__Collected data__
//! Common helper functions for output formatting.

use chrono::{DateTime, Utc};
use owo_colors::OwoColorize;
use pod_filter_rs::snapshot::PodStatus;

/// Width of a displayed ID, matching `podman pod ps`.
const ID_WIDTH: usize = 12;

/// Truncates an ID for display.
pub fn truncate_id(id: &str) -> String {
    id.chars().take(ID_WIDTH).collect()
}

/// Truncates a string to a maximum length, counting characters.
pub fn truncate_str(s: &str, max_len: usize) -> String {
    if s.chars().count() > max_len {
        let kept: String = s.chars().take(max_len.saturating_sub(3)).collect();
        format!("{kept}...")
    } else {
        s.to_string()
    }
}

/// Formats a creation time for display.
pub fn format_created(created: DateTime<Utc>) -> String {
    created.format("%Y-%m-%d %H:%M:%S").to_string()
}

/// Formats a pod status, padded to `width` before coloring.
pub fn format_status(status: PodStatus, width: usize, use_colors: bool) -> String {
    let label = format!("{:<width$}", status.as_str());
    if !use_colors {
        return label;
    }
    match status {
        PodStatus::Running => label.green().to_string(),
        PodStatus::Degraded | PodStatus::Paused => label.yellow().to_string(),
        PodStatus::Error => label.red().to_string(),
        PodStatus::Created | PodStatus::Exited | PodStatus::Stopped => label.dimmed().to_string(),
    }
}

#[cfg(test)]
mod tests {
    use super::*;

    #[test]
    fn test_truncate_id() {
        assert_eq!(truncate_id("abcdef0123456789"), "abcdef012345");
        assert_eq!(truncate_id("abc"), "abc");
    }

    #[test]
    fn test_truncate_str() {
        assert_eq!(truncate_str("short", 10), "short");
        assert_eq!(truncate_str("a-very-long-pod-name", 10), "a-very-...");
        assert_eq!(truncate_str("ünïcödé-name", 8), "ünïcö...");
    }

    #[test]
    fn test_format_created() {
        let created: DateTime<Utc> = "2024-05-01T10:00:00Z".parse().unwrap();
        assert_eq!(format_created(created), "2024-05-01 10:00:00");
    }

    #[test]
    fn test_format_status_plain_is_padded() {
        assert_eq!(format_status(PodStatus::Running, 10, false), "Running   ");
    }

    #[test]
    fn test_format_status_colored_keeps_text() {
        let colored = format_status(PodStatus::Error, 5, true);
        assert!(colored.contains("Error"));
        assert_ne!(colored, "Error");
    }
}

__ABOUT THIS EXERCISE__
Your answer must be the line holding "use super::*;" plus every later line to the end of the records, copied exactly.

__EXERCISE RESULT__
    use super::*;

    #[test]
    fn test_truncate_id() {
        assert_eq!(truncate_id("abcdef0123456789"), "abcdef012345");
        assert_eq!(truncate_id("abc"), "abc");
    }

    #[test]
    fn test_truncate_str() {
        assert_eq!(truncate_str("short", 10), "short");
        assert_eq!(truncate_str("a-very-long-pod-name", 10), "a-very-...");
        assert_eq!(truncate_str("ünïcödé-name", 8), "ünïcö...");
    }

    #[test]
    fn test_format_created() {
        let created: DateTime<Utc> = "2024-05-01T10:00:00Z".parse().unwrap();
        assert_eq!(format_created(created), "2024-05-01 10:00:00");
    }

    #[test]
    fn test_format_status_plain_is_padded() {
        assert_eq!(format_status(PodStatus::Running, 10, false), "Running   ");
    }

    #[test]
    fn test_format_status_colored_keeps_text() {
        let colored = format_status(PodStatus::Error, 5, true);
        assert!(colored.contains("Error"));
        assert_ne!(colored, "Error");
    }
}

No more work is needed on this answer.